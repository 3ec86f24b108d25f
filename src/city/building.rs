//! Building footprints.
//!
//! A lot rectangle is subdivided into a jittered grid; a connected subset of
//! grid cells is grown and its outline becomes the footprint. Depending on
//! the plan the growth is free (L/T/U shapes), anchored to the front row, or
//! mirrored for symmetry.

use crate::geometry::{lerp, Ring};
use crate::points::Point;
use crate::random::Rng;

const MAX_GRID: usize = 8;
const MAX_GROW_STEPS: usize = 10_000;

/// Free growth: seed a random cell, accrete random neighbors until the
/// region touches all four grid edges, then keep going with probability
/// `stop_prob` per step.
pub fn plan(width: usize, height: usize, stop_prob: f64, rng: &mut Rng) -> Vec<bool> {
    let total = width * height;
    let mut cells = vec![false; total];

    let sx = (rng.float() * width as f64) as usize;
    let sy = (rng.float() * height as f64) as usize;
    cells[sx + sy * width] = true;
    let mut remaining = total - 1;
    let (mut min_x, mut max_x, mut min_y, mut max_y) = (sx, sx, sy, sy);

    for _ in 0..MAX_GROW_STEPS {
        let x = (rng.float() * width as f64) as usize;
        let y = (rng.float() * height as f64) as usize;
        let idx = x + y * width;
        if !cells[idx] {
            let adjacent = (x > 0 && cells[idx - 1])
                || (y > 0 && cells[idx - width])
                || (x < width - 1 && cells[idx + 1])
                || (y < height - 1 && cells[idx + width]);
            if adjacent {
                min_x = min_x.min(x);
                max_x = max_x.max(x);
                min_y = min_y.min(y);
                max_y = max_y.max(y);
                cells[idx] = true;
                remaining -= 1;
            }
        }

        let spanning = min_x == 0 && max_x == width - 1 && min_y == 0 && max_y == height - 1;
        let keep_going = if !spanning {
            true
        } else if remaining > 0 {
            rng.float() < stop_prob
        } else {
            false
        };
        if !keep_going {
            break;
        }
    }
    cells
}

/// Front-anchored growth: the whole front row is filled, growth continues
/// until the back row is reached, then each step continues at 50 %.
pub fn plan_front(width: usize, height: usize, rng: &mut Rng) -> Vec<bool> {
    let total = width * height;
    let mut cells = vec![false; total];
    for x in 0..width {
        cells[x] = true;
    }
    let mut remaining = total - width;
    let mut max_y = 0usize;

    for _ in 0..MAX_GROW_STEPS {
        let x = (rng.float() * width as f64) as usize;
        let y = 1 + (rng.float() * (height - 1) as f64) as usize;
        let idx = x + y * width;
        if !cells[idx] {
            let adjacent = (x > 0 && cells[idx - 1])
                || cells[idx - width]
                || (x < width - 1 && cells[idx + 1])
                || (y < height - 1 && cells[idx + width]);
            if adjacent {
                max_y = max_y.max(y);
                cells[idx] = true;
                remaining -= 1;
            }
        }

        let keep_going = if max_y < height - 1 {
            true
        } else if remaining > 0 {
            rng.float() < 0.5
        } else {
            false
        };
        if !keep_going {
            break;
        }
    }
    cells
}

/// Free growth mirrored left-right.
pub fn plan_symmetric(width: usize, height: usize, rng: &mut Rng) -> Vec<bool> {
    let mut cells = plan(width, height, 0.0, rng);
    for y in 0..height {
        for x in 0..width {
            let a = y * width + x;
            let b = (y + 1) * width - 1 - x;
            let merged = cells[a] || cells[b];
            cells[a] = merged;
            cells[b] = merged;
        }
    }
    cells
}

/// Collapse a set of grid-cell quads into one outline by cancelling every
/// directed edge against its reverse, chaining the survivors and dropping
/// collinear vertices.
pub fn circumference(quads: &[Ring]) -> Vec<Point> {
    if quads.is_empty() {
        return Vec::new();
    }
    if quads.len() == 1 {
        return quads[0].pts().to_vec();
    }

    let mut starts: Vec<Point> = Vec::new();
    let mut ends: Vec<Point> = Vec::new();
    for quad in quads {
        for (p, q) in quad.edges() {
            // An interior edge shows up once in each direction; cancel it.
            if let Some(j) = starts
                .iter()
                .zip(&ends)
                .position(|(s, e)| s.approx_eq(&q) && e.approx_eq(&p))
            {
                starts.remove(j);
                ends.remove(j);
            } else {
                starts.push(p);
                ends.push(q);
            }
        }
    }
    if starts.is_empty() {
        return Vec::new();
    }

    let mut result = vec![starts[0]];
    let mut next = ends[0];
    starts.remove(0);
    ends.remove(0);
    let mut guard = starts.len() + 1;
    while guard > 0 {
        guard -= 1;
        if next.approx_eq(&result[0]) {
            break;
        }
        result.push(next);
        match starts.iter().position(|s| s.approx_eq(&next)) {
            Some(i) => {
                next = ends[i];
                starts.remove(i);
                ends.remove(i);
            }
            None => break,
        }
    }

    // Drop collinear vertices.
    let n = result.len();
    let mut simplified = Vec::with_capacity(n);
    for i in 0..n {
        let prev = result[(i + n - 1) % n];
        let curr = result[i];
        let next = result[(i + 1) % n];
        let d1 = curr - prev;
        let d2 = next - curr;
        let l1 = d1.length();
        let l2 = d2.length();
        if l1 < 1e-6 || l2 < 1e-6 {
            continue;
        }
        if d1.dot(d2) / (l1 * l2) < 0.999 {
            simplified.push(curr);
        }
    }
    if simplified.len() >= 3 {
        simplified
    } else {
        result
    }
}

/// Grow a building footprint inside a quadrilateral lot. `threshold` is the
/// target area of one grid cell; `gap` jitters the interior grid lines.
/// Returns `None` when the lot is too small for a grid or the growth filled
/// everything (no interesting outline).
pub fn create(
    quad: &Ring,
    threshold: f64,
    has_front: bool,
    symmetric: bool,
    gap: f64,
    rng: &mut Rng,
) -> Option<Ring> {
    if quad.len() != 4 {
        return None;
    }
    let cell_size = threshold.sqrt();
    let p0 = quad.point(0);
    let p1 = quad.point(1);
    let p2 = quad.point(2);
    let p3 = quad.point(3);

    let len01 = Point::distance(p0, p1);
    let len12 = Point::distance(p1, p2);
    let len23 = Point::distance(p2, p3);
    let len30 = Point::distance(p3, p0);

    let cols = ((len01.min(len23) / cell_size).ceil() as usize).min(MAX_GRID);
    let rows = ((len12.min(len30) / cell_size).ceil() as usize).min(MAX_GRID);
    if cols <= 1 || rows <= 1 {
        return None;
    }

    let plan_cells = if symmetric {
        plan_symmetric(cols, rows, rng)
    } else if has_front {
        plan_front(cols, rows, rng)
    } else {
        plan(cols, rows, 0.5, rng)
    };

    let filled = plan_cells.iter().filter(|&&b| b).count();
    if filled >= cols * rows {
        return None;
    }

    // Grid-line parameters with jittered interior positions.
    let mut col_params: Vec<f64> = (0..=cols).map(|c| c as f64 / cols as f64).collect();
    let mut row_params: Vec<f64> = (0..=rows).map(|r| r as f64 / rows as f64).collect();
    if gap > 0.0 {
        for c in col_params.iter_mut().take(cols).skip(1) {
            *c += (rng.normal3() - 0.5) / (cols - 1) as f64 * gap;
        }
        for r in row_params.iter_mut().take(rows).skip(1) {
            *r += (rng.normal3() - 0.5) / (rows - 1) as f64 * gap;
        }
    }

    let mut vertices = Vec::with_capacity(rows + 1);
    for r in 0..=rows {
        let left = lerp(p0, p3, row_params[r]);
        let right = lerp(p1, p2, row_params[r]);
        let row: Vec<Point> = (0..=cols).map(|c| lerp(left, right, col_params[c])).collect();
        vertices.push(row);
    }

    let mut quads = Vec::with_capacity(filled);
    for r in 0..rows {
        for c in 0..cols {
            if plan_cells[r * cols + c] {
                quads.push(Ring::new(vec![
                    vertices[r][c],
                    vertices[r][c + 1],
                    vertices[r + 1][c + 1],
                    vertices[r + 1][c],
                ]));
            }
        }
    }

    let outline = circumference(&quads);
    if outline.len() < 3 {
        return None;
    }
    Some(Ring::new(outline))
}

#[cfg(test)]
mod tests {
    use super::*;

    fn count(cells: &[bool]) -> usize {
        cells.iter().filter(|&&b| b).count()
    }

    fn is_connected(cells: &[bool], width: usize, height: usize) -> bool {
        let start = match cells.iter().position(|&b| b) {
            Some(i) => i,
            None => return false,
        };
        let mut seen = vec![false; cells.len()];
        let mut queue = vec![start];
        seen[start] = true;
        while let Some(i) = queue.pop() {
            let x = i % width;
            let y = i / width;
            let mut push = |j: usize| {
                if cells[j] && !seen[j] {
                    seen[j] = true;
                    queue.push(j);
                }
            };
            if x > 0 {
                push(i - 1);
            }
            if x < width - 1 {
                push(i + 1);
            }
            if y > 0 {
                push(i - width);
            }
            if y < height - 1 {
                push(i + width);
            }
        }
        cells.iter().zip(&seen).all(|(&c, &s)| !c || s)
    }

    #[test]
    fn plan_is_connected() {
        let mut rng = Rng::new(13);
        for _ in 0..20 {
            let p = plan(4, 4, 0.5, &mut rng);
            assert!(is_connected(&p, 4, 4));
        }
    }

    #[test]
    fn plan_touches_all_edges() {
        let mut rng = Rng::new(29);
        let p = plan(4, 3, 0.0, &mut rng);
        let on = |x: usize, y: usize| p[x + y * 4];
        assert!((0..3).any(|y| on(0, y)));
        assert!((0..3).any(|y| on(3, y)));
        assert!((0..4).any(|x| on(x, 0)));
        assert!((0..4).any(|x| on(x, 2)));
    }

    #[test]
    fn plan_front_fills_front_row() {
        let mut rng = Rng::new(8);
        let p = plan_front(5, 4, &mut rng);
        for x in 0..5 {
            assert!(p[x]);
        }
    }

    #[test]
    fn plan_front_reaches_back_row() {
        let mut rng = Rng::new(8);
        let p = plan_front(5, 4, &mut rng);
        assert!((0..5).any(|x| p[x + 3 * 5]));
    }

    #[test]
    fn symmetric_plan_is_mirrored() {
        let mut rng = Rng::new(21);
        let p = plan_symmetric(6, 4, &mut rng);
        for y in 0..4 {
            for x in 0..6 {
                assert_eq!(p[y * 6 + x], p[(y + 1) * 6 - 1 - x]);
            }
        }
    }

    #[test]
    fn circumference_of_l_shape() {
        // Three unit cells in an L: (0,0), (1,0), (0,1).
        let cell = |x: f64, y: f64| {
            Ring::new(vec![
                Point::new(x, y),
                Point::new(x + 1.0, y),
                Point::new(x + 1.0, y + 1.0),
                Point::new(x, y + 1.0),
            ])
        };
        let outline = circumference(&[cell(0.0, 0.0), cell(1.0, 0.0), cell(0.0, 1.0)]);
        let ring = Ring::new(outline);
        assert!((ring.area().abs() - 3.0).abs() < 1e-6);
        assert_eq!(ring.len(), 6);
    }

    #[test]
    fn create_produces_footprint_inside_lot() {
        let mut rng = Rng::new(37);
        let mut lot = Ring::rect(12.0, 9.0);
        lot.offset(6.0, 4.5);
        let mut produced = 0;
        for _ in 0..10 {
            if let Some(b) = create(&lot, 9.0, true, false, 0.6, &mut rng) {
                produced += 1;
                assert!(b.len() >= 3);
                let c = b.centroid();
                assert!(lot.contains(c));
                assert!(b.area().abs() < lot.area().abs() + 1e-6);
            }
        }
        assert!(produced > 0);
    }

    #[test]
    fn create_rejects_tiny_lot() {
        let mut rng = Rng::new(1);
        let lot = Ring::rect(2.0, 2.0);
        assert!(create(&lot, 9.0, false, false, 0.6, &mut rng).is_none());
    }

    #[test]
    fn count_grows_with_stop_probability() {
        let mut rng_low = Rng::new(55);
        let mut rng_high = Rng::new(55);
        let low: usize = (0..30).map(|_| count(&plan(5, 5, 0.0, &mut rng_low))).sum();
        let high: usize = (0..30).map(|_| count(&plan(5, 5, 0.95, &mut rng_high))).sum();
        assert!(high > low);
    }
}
##########
■ Task goal ■
Using the listing, collect all lines in which the string "anchored" is found.

■ Written response ■
//! the plan the growth is free (L/T/U shapes), anchored to the front row, or
/// Front-anchored growth: the whole front row is filled, growth continues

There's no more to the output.